The image changed to a new vantage point—this one showing a large group of people, at least fifty or more. Some in vehicles, and all with weapons. These were Stella’s remaining Agents. Ready and waiting for her friends.
Lora, Xavier … they’re walking straight into a trap.
29
XAVIER
Xavier checked his radioactivity badge for what felt like the millionth time. It still showed yellow, which was not as good as the green it had showed a few hours ago when they’d entered the site. But at least it wasn’t orange or red.
When it gets to red, I’m outta here, no matter what’s going on. I don’t care what my dad thinks. Safer with Lora? Maybe, but not this time.
“Up here!” A squad of the Egyptian Guardians called out to them.
The Egyptian Guardians are mean machines, we’ll be OK.
Xavier and Lora jogged up the block to join them.
“There’s no movement we can detect,” the squad leader said.

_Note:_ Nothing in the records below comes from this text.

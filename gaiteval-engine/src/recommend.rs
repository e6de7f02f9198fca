//! Rule-based coaching recommendations
//!
//! Inspects a session's averaged values and side asymmetries and emits
//! prioritized, human-readable suggestions. Rules run in a fixed order
//! and each decides independently from its own threshold; the thresholds
//! are deliberately rule-specific and looser than the registry bands, so
//! a "workable" value does not necessarily trigger coaching advice.
//!
//! Deterministic: same averages in, same messages out, no randomness.

use std::collections::HashMap;

use gaiteval_common::{AnalysisSession, Side};

use crate::asymmetry::{asymmetry, Asymmetry};
use crate::registry::MetricRegistry;
use crate::resolver::resolve;

// Rule thresholds. Informed by the registry bands but owned by the
// recommendation rules; the registry stays the sole authority on bands.
const LOW_CADENCE_SPM: f64 = 160.0;
const HIGH_CADENCE_SPM: f64 = 188.0;
const LONG_CONTACT_MS: f64 = 225.0;
const HIGH_PELVIC_DROP_DEG: f64 = 5.0;
const LOW_TRUNK_LEAN_DEG: f64 = 3.0;
const HIGH_TRUNK_LEAN_DEG: f64 = 10.0;
const WIDE_STEP_CM: f64 = 12.0;
const HIGH_OSCILLATION_CM: f64 = 10.0;
/// Relative left/right difference above which the asymmetry rule fires
const ASYMMETRY_PERCENT: f64 = 10.0;

/// Bilateral metrics inspected by the asymmetry rule, in priority order.
/// Only the first one over the threshold emits, to avoid flooding the
/// runner with repeated asymmetry warnings.
const ASYMMETRY_WATCH_LIST: [(&str, &str); 4] = [
    ("ground_contact_time", "ground contact time"),
    ("col_pelvic_drop", "pelvic drop"),
    ("fat", "foot angle at touchdown"),
    ("knee_flexion_stance", "knee flexion in stance"),
];

/// Per-session averaged values and asymmetries, the recommendation
/// rules' only input
#[derive(Debug, Clone, Default)]
pub struct SessionAverages {
    /// Base key to session average. Bilateral metrics average whatever
    /// sides resolved; side-agnostic metrics carry their single value.
    values: HashMap<&'static str, f64>,
    /// Base key to asymmetry, only for bilateral metrics where both
    /// sides resolved
    asymmetries: HashMap<&'static str, Asymmetry>,
}

impl SessionAverages {
    /// Build averages from one session's resolved values.
    pub fn from_session(registry: &MetricRegistry, session: &AnalysisSession) -> Self {
        let mut averages = SessionAverages::default();

        for def in registry.entries() {
            if def.bilateral {
                let left = resolve(registry, &session.result_sets, def.key, Side::Left);
                let right = resolve(registry, &session.result_sets, def.key, Side::Right);
                match (left, right) {
                    (Some(l), Some(r)) => {
                        averages.values.insert(def.key, (l.value + r.value) / 2.0);
                        averages
                            .asymmetries
                            .insert(def.key, asymmetry(l.value, r.value));
                    }
                    (Some(only), None) | (None, Some(only)) => {
                        averages.values.insert(def.key, only.value);
                    }
                    (None, None) => {}
                }
            } else if let Some(v) = resolve(registry, &session.result_sets, def.key, Side::Left) {
                averages.values.insert(def.key, v.value);
            }
        }

        averages
    }

    pub fn value(&self, base_key: &str) -> Option<f64> {
        self.values.get(base_key).copied()
    }

    pub fn asymmetry(&self, base_key: &str) -> Option<Asymmetry> {
        self.asymmetries.get(base_key).copied()
    }
}

/// Generate coaching suggestions for one session, in priority order.
///
/// Emits exactly one default encouragement when no rule fires.
pub fn recommend(averages: &SessionAverages) -> Vec<String> {
    let mut messages = Vec::new();

    if let Some(cadence) = averages.value("step_rate") {
        if cadence < LOW_CADENCE_SPM {
            messages.push(format!(
                "Your cadence averages {cadence:.0} steps per minute. Quicker, shorter steps \
                 (aim for the high 160s) reduce impact load."
            ));
        } else if cadence > HIGH_CADENCE_SPM {
            messages.push(format!(
                "Your cadence averages {cadence:.0} steps per minute, which is on the hasty \
                 side. Let your stride open up a little."
            ));
        }
    }

    if let Some(gct) = averages.value("ground_contact_time") {
        if gct > LONG_CONTACT_MS {
            messages.push(format!(
                "Ground contact time averages {gct:.0} ms. Faster turnover and a slightly \
                 firmer footstrike will shorten it."
            ));
        }
    }

    if let Some(drop) = averages.value("col_pelvic_drop") {
        if drop > HIGH_PELVIC_DROP_DEG {
            messages.push(format!(
                "Pelvic drop averages {drop:.1} degrees. Hip abductor strength work \
                 (side planks, single-leg bridges) helps stabilize the pelvis."
            ));
        }
    }

    if let Some(lean) = averages.value("trunk_lean") {
        if lean < LOW_TRUNK_LEAN_DEG {
            messages.push(format!(
                "You run very upright ({lean:.1} degrees of trunk lean). A slight forward \
                 lean from the ankles improves propulsion."
            ));
        } else if lean > HIGH_TRUNK_LEAN_DEG {
            messages.push(format!(
                "Trunk lean averages {lean:.1} degrees, which is a lot of forward fold. \
                 Think tall hips and an open chest."
            ));
        }
    }

    if let Some(width) = averages.value("step_width") {
        if width > WIDE_STEP_CM {
            messages.push(format!(
                "Step width averages {width:.1} cm. Aim to land closer under your hips."
            ));
        }
    }

    if let Some(osc) = averages.value("vertical_oscillation") {
        if osc > HIGH_OSCILLATION_CM {
            messages.push(format!(
                "Vertical oscillation averages {osc:.1} cm. Drive forward rather than up \
                 to stop the bounce."
            ));
        }
    }

    // First watch-list asymmetry over threshold wins; the rest stay quiet
    for (base_key, display_name) in ASYMMETRY_WATCH_LIST {
        if let Some(asym) = averages.asymmetry(base_key) {
            if asym.percent > ASYMMETRY_PERCENT {
                messages.push(format!(
                    "Your left and right {display_name} differ by {:.0}%. Single-leg \
                     strength and balance work can even this out.",
                    asym.percent
                ));
                break;
            }
        }
    }

    if messages.is_empty() {
        messages.push(
            "Your running form looks solid across the board. Keep up the consistent training!"
                .to_string(),
        );
    }

    messages
}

“OK,” Lora replied. “Take your team to the control room and rig it up, and have the second squad move through and place charges all along the structure, starting at the first joint up there.”
She pointed up high. The thing was enormous. A metal wall of steel beams and girders and wires, bigger than any of the long-abandoned apartment towers around here.
Maybe it’s the biggest antenna in the world … it’s just that no one’s been anywhere near it for decades. Until recently.
“And have the third team move in with the vehicles and wait for us all back at the entry point,” Lora said, “so we can meet the others on the road and get out of here by the time it blows.”
“Got it,” the team leader said, and he spoke rapidly into his tactical mic.
“Set all charges for thirteen minutes,” Lora added with a smile.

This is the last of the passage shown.